When my mother received my letter, she immediately called me. She was stunned that our letters were written on the same day. It was her sign, loud and clear. My mother keeps both letters in her journal to this day.
I called my mother today and asked her to read both letters to me over the phone. As we talked about it, my mom noticed that she wasn’t as emotional as she had been on that day. I suppose more healing has taken place since then. And I decided to call this The Letter (singular) because I saw whatever we had experienced individually on that day as parts of one event.
My mother called me today and I could tell by her tone she had something important to tell me. She said she had to tell me about an almost spiritual moment she had, that she knew I would understand. I could hear the emotion in her voice as she began her story.
She had gone to have her hair done, which she normally doesn’t do during the week. When she arrived, another woman was in her hairdresser’s chair. The woman had long salt-and-pepper hair which she was having blown dry. She was apologetic because she had been a walk-in and she knew she was cutting into my mother’s appointment time. My mother was happy to be out of the house for awhile and assured the woman it was fine.
My mother, who claims she is not good with names, readily remembered Karen’s. Karen explained the she was going to donate her hair, as she had been diagnosed with a brain tumor. But first, she was going to go out to a local state park to have her picture taken for her memorial service and she wanted her hair to look nice for the picture.
My mother was surprised that this woman that she had only met minutes before was sharing these intimate details of her life, and impending death, but she just listened. Karen had been a writer for the Chicago Tribune. She had a falling out with her family, so she had moved here to the south. She added that her family has since mended their relationships, yet she is still here alone.
She had only been diagnosed the week before, yet was carrying a binder with the plans for the memorial. Karen shared her music playlist for the service, which included a couple of Beatles tunes, and (One-Eyed, One-Horned, Flying) Purple People Eater. She’s obviously maintained a sense of humor.
She is sixty.
My mother connected with Karen in many ways. We had lived in the Chicago area. My youngest son is a Beatles buff. And my mom knew about illness. She has been caregiver to several people the past few years, and is now caring for my step-father who is living with COPD.

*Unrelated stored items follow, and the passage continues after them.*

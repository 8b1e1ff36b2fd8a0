// The two texture generators: the prison floor/background and the wall tile.
// Both paint onto a fresh `PixelBuffer` with randomized shapes; the random
// source is always handed in, so a seeded generator reproduces a texture
// byte for byte.

use std::ops::RangeInclusive;

use log::debug;
use rand::Rng;

use crate::draw::draw;
use crate::error::Error;
use crate::types::{PixelBuffer, Rgba, Shape};

/* ---------- Background parameters ---------- */

pub const BACKGROUND_SIZE: usize = 1200;
pub const BACKGROUND_BASE: Rgba = Rgba::gray(40);
pub const STONE_BLOCK: usize = 60;          // 20 x 20 blocks over the canvas
pub const STONE_GRAY: RangeInclusive<u8> = 50..=70;
pub const CRACKS_PER_BLOCK: usize = 5;
pub const STONE_CRACK_LEN: RangeInclusive<i32> = 5..=15;

pub const MOSS_STAINS: usize = 20;
pub const MOSS_DIAMETER: RangeInclusive<i32> = 20..=40;
pub const MOSS_COLOR: Rgba = Rgba::rgba(30, 50, 30, 50);

pub const SHADOW_PATCHES: usize = 10;
pub const SHADOW_DIAMETER: RangeInclusive<i32> = 50..=100;
pub const SHADOW_COLOR: Rgba = Rgba::rgba(20, 20, 20, 100);

/* ---------- Wall tile parameters ---------- */

pub const WALL_SIZE: usize = 40;
pub const WALL_BASE: Rgba = Rgba::gray(60);
pub const BRICK_WIDTH: usize = 20;
pub const BRICK_HEIGHT: usize = 10;
pub const BRICK_INSET: i32 = 2;             // gap left on the right/bottom of each brick
pub const BRICK_GRAY: RangeInclusive<u8> = 50..=70;
pub const MORTAR_COLOR: Rgba = Rgba::gray(40);
pub const WALL_CRACKS: usize = 5;
pub const WALL_CRACK_LEN: RangeInclusive<i32> = 5..=10;

pub const CRACK_COLOR: Rgba = Rgba::gray(30);

/// 1200x1200 stone wall with moss stains and shadow patches.
/// Visual: a dark dungeon floor of 60px stones, each a slightly different
/// gray, hairline cracks everywhere, greenish smudges and darker pools.
pub fn generate_background<R: Rng + ?Sized>(rng: &mut R) -> Result<PixelBuffer, Error> {
    let mut buf = lay_stone_blocks(rng)?;
    stain_background(&mut buf, rng);
    Ok(buf)
}

/// Base fill, the grid of stone blocks and the cracks inside each block.
/// Visual: a clean stone grid with no stains yet.
pub fn lay_stone_blocks<R: Rng + ?Sized>(rng: &mut R) -> Result<PixelBuffer, Error> {
    /* 1) Dark base; the stones cover all of it. */
    let mut buf = PixelBuffer::new(BACKGROUND_SIZE, BACKGROUND_SIZE, BACKGROUND_BASE)?;
    let side = STONE_BLOCK as i32;

    /* 2) Stones row by row, each followed by its own cracks.
       A crack may run past its stone; the next stone drawn paints over the spill. */
    for y in (0..BACKGROUND_SIZE as i32).step_by(STONE_BLOCK) {
        for x in (0..BACKGROUND_SIZE as i32).step_by(STONE_BLOCK) {
            let color = Rgba::gray(rng.gen_range(STONE_GRAY));
            draw(&mut buf, &Shape::Rect { x0: x, y0: y, x1: x + side - 1, y1: y + side - 1, color });

            for _ in 0..CRACKS_PER_BLOCK {
                let cx = x + rng.gen_range(0..side);
                let cy = y + rng.gen_range(0..side);
                draw(&mut buf, &crack(cx, cy, rng.gen_range(STONE_CRACK_LEN)));
            }
        }
    }

    debug!("laid {} stone blocks", (BACKGROUND_SIZE / STONE_BLOCK).pow(2));
    Ok(buf)
}

/// Translucent moss stains first, then the darker shadow patches on top.
/// Visual: the stones show through; shadows land over moss where they overlap.
pub fn stain_background<R: Rng + ?Sized>(buf: &mut PixelBuffer, rng: &mut R) {
    scatter_ellipses(buf, rng, MOSS_STAINS, MOSS_DIAMETER, MOSS_COLOR);
    scatter_ellipses(buf, rng, SHADOW_PATCHES, SHADOW_DIAMETER, SHADOW_COLOR);
}

/// 40x40 brick tile that repeats seamlessly.
pub fn generate_wall<R: Rng + ?Sized>(rng: &mut R) -> Result<PixelBuffer, Error> {
    let mut buf = lay_bricks(rng)?;
    crack_wall(&mut buf, rng);
    Ok(buf)
}

/// Base fill plus the bricks and their mortar, row by row.
/// Visual: 2 x 4 bricks with a dark top/left mortar line and a
/// base-colored 1px gap on the right/bottom, so neighbouring tiles meet cleanly.
pub fn lay_bricks<R: Rng + ?Sized>(rng: &mut R) -> Result<PixelBuffer, Error> {
    let mut buf = PixelBuffer::new(WALL_SIZE, WALL_SIZE, WALL_BASE)?;
    let (bw, bh) = (BRICK_WIDTH as i32, BRICK_HEIGHT as i32);

    for y in (0..WALL_SIZE as i32).step_by(BRICK_HEIGHT) {
        for x in (0..WALL_SIZE as i32).step_by(BRICK_WIDTH) {
            let right = x + bw - BRICK_INSET;
            let bottom = y + bh - BRICK_INSET;
            let color = Rgba::gray(rng.gen_range(BRICK_GRAY));
            draw(&mut buf, &Shape::Rect { x0: x, y0: y, x1: right, y1: bottom, color });

            // Mortar along the top and left edges of the brick.
            draw(&mut buf, &Shape::Line { x0: x, y0: y, x1: right, y1: y, color: MORTAR_COLOR, width: 1 });
            draw(&mut buf, &Shape::Line { x0: x, y0: y, x1: x, y1: bottom, color: MORTAR_COLOR, width: 1 });
        }
    }

    Ok(buf)
}

/// A handful of cracks anywhere on the tile.
pub fn crack_wall<R: Rng + ?Sized>(buf: &mut PixelBuffer, rng: &mut R) {
    let size = WALL_SIZE as i32;
    for _ in 0..WALL_CRACKS {
        let x = rng.gen_range(0..size);
        let y = rng.gen_range(0..size);
        draw(buf, &crack(x, y, rng.gen_range(WALL_CRACK_LEN)));
    }
}

/// 45-degree hairline running down-right from (x, y).
fn crack(x: i32, y: i32, len: i32) -> Shape {
    Shape::Line { x0: x, y0: y, x1: x + len, y1: y + len, color: CRACK_COLOR, width: 1 }
}

/// Drop `count` circles of random diameter at random origins on the canvas.
fn scatter_ellipses<R: Rng + ?Sized>(
    buf: &mut PixelBuffer,
    rng: &mut R,
    count: usize,
    diameter: RangeInclusive<i32>,
    color: Rgba,
) {
    let (w, h) = (buf.width() as i32, buf.height() as i32);
    for _ in 0..count {
        let x = rng.gen_range(0..w);
        let y = rng.gen_range(0..h);
        let d = rng.gen_range(diameter.clone());
        // Origin is the top-left of the box, so blobs may hang off the right/bottom.
        draw(buf, &Shape::Ellipse { x0: x, y0: y, x1: x + d - 1, y1: y + d - 1, color });
    }
}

Taking care of people that are sick has heightened my mother’s sense of compassion and her appreciation for life. It has also reinforced her priorities. My mother said she didn’t ask Karen questions, except whether she had family.
When Karen’s hair was done, she told my mother that she needed a hug. My mother hugged her for what seemed like minutes, and Karen left.
My mother was so touched by this moment she shared with a complete stranger, that she had to share it with me. I could hear the tears in her voice, and knew that we share a gratitude for our family. We are always here for each other, in sickness and in health, and with hugs to spare. As for Karen, I don’t know what the rest of her journey looks like, but I think my mom made today a little better for her.